The ACCESS homeless child care program was created in 2005 to provide homeless families with young children access to high quality child care. The ACCESS program currently serves an average of 150 children per year.
The program has been limited to serving children under the age of three, and a waitlist of more than 140 homeless children under the age of five exists today. Mayor Lee will expand funding for ACCESS by $2.1 million as a component of his budget proposal announcement later this month.
"Having childcare means I am able to work,” said Jackie Evans, who is enrolled in the ACCESS program. “After I had my baby, I didn't think I would be able to go back to my job. Then I found out about the program.
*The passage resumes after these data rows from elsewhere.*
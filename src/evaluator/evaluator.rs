//! Hypothetical evaluation of a query's candidates
//!
//! Per query:
//! 1. Estimate the query as is (baseline)
//! 2. Register every candidate as a hypothetical index
//! 3. Estimate again with those indexes visible, then unregister them
//! 4. If neither startup nor total cost went down, stop
//! 5. Keep the candidates the new plan actually scans and split the total
//!    cost saved between them by index size
//! 6. Persist one advisory record per kept candidate
//!
//! Hypothetical indexes are gone before step 6 runs, so a failing sink
//! cannot leave them behind.

use serde::Serialize;
use uuid::Uuid;

use super::errors::{EvaluatorError, EvaluatorResult};
use super::guard::Session;
use super::hypothetical::HypotheticalScope;
use super::oracle::{CostOracle, Plan};
use crate::advisor::AdvisorConfig;
use crate::advisory::{AdvisoryRecord, AdvisorySink};
use crate::candidate::CandidateSet;
use crate::observability::{log_candidates, Logger, PhaseScope};
use crate::scanner::QueryTree;

/// How an evaluation ended
#[derive(Debug, Clone, Copy, PartialEq, Eq, Serialize)]
#[serde(rename_all = "snake_case")]
pub enum EvaluationStatus {
    /// The evaluator was already active in this session
    Skipped,
    /// Nothing could be registered
    NoCandidates,
    /// The hypothetical plan was not cheaper
    NotImproved,
    /// At least one cost went down
    Improved,
}

/// Baseline and hypothetical costs of one query
#[derive(Debug, Clone, Copy, PartialEq, Serialize)]
pub struct CostComparison {
    pub baseline_startup: f64,
    pub baseline_total: f64,
    pub hypothetical_startup: f64,
    pub hypothetical_total: f64,
}

impl CostComparison {
    pub fn startup_saved(&self) -> f64 {
        self.baseline_startup - self.hypothetical_startup
    }

    pub fn total_saved(&self) -> f64 {
        self.baseline_total - self.hypothetical_total
    }

    /// True if either cost went down
    pub fn improved(&self) -> bool {
        self.startup_saved() > 0.0 || self.total_saved() > 0.0
    }

    pub fn startup_gain_pct(&self) -> f64 {
        gain_pct(self.baseline_startup, self.hypothetical_startup)
    }

    pub fn total_gain_pct(&self) -> f64 {
        gain_pct(self.baseline_total, self.hypothetical_total)
    }
}

fn gain_pct(baseline: f64, hypothetical: f64) -> f64 {
    if baseline == 0.0 {
        0.0
    } else {
        (baseline - hypothetical) * 100.0 / baseline
    }
}

/// Result of evaluating one query
#[derive(Debug, Clone, Serialize)]
pub struct Evaluation {
    pub status: EvaluationStatus,
    pub costs: Option<CostComparison>,
    /// Candidates the hypothetical plan used, with pages and benefit set
    pub used: CandidateSet,
    /// Plan with hypothetical indexes, kept when any of them was used
    pub plan: Option<Plan>,
}

impl Evaluation {
    fn ended(status: EvaluationStatus, costs: Option<CostComparison>) -> Self {
        Self {
            status,
            costs,
            used: CandidateSet::new(),
            plan: None,
        }
    }

    pub(crate) fn skipped() -> Self {
        Self::ended(EvaluationStatus::Skipped, None)
    }

    /// Number of advisory records written
    pub fn recorded(&self) -> usize {
        self.used.len()
    }
}

/// Runs candidates past the cost oracle and records the ones that pay off
pub struct HypotheticalEvaluator<'a> {
    config: &'a AdvisorConfig,
    session: Session,
    run_id: Uuid,
}

impl<'a> HypotheticalEvaluator<'a> {
    /// Creates an evaluator with a fresh run id
    pub fn new(config: &'a AdvisorConfig) -> Self {
        Self::with_run_id(config, Uuid::new_v4())
    }

    /// Creates an evaluator stamping records with `run_id`
    pub fn with_run_id(config: &'a AdvisorConfig, run_id: Uuid) -> Self {
        Self {
            config,
            session: Session::new(),
            run_id,
        }
    }

    pub fn run_id(&self) -> Uuid {
        self.run_id
    }

    /// True while an evaluation is in progress
    pub fn is_active(&self) -> bool {
        self.session.is_active()
    }

    /// Evaluates `candidates` for `query`, persisting advice to `sink`
    ///
    /// A call made while another evaluation on this evaluator is still
    /// running returns [`EvaluationStatus::Skipped`] without touching the
    /// oracle or the sink.
    pub fn evaluate<O, S>(
        &self,
        query: &QueryTree,
        mut candidates: CandidateSet,
        oracle: &mut O,
        sink: &mut S,
    ) -> EvaluatorResult<Evaluation>
    where
        O: CostOracle + ?Sized,
        S: AdvisorySink + ?Sized,
    {
        let _guard = match self.session.enter() {
            Some(guard) => guard,
            None => {
                Logger::debug("EVALUATE_REENTRANT_SKIPPED", &[]);
                return Ok(Evaluation::skipped());
            }
        };

        if candidates.is_empty() {
            return Ok(Evaluation::ended(EvaluationStatus::NoCandidates, None));
        }

        let baseline = oracle
            .estimate(query)
            .map_err(|e| EvaluatorError::oracle_failed("baseline estimate", e))?;

        let mut scope = HypotheticalScope::new(oracle);
        for candidate in candidates.iter_mut() {
            let registered = scope
                .register(candidate.relation, &candidate.columns)
                .map_err(|e| EvaluatorError::oracle_failed("hypothetical registration", e))?;
            match registered {
                Some(index) => {
                    candidate.index_id = Some(index.id);
                    candidate.pages = index.pages;
                }
                None => Logger::warn(
                    "CANDIDATE_NO_OPERATOR_CLASS",
                    &[("candidate", &candidate.to_string())],
                ),
            }
        }
        candidates.retain(|c| c.index_id.is_some());

        if candidates.is_empty() {
            scope
                .close()
                .map_err(|e| EvaluatorError::oracle_failed("hypothetical rollback", e))?;
            return Ok(Evaluation::ended(EvaluationStatus::NoCandidates, None));
        }

        let hypothetical = scope
            .estimate(query)
            .map_err(|e| EvaluatorError::oracle_failed("hypothetical estimate", e))?;
        scope
            .close()
            .map_err(|e| EvaluatorError::oracle_failed("hypothetical rollback", e))?;

        let costs = CostComparison {
            baseline_startup: baseline.startup_cost,
            baseline_total: baseline.total_cost,
            hypothetical_startup: hypothetical.startup_cost,
            hypothetical_total: hypothetical.total_cost,
        };
        Logger::debug(
            "EVALUATE_COSTS",
            &[
                ("baseline_startup", &format!("{:.2}", costs.baseline_startup)),
                ("baseline_total", &format!("{:.2}", costs.baseline_total)),
                ("hypothetical_startup", &format!("{:.2}", costs.hypothetical_startup)),
                ("hypothetical_total", &format!("{:.2}", costs.hypothetical_total)),
                ("startup_gain_pct", &format!("{:.2}", costs.startup_gain_pct())),
                ("total_gain_pct", &format!("{:.2}", costs.total_gain_pct())),
            ],
        );

        if !costs.improved() {
            return Ok(Evaluation::ended(EvaluationStatus::NotImproved, Some(costs)));
        }

        mark_used(&hypothetical.plan, &mut candidates);
        candidates.retain(|c| c.used);
        apportion_benefit(&mut candidates, costs.total_saved());
        log_candidates("Used candidates", &candidates);

        let persist = PhaseScope::new("PERSIST");
        for candidate in &candidates {
            let record = AdvisoryRecord::new(
                self.run_id,
                candidate.relation,
                candidate.column_ids().collect(),
                self.config.pages_to_kb(candidate.pages),
                candidate.benefit,
            );
            sink.record(&record)
                .map_err(|e| EvaluatorError::persistence_failed(sink.describe(), e))?;
        }
        persist.complete(&[
            ("records", &candidates.len().to_string()),
            ("sink", &sink.describe()),
        ]);

        let plan = if candidates.is_empty() {
            None
        } else {
            Some(hypothetical.plan)
        };
        Ok(Evaluation {
            status: EvaluationStatus::Improved,
            costs: Some(costs),
            used: candidates,
            plan,
        })
    }
}

/// Flags every candidate whose hypothetical index the plan scans
fn mark_used(plan: &Plan, candidates: &mut CandidateSet) {
    for index in plan.scanned_indexes() {
        for candidate in candidates.iter_mut() {
            if candidate.index_id == Some(index) {
                candidate.used = true;
            }
        }
    }
}

/// Splits `saved` across candidates in proportion to their pages
///
/// Candidates with no pages at all share it equally.
fn apportion_benefit(candidates: &mut CandidateSet, saved: f64) {
    let total_pages: u64 = candidates.iter().map(|c| c.pages).sum();
    let count = candidates.len();
    for candidate in candidates.iter_mut() {
        candidate.benefit = if total_pages == 0 {
            saved / count as f64
        } else {
            saved * candidate.pages as f64 / total_pages as f64
        };
    }
}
Finding a childcare provider was taxing, but once I found one, it worked out perfectly."
The families currently on the waiting list include those who are unsheltered, in shelter, residing in overcrowded households, or living in SROs. Remaining in a nurturing quality child care setting can be a powerfully stabilizing influence for children and families experiencing homelessness of all kinds, and a key driver in breaking the cycle of intergenerational poverty.
“Homeless and foster youth are the most vulnerable San Francisco residents and it is unconscionable that even one homeless child is on a waitlist for early childcare services,” said Supervisor Ahsha Safaí. “During the years when my children were in preschool, paying monthly tuition was equivalent to paying an additional second rent or a mortgage. I applaud Mayor Lee for taking swift action to fund early child care for all homeless children.”
“As a parent of a young daughter, I know how challenging it can be to find affordable and quality childcare in San Francisco,” said Supervisor Jeff Sheehy. “Expanding childcare services to additional 140 homeless children will provide them and their families critical support for a better future.”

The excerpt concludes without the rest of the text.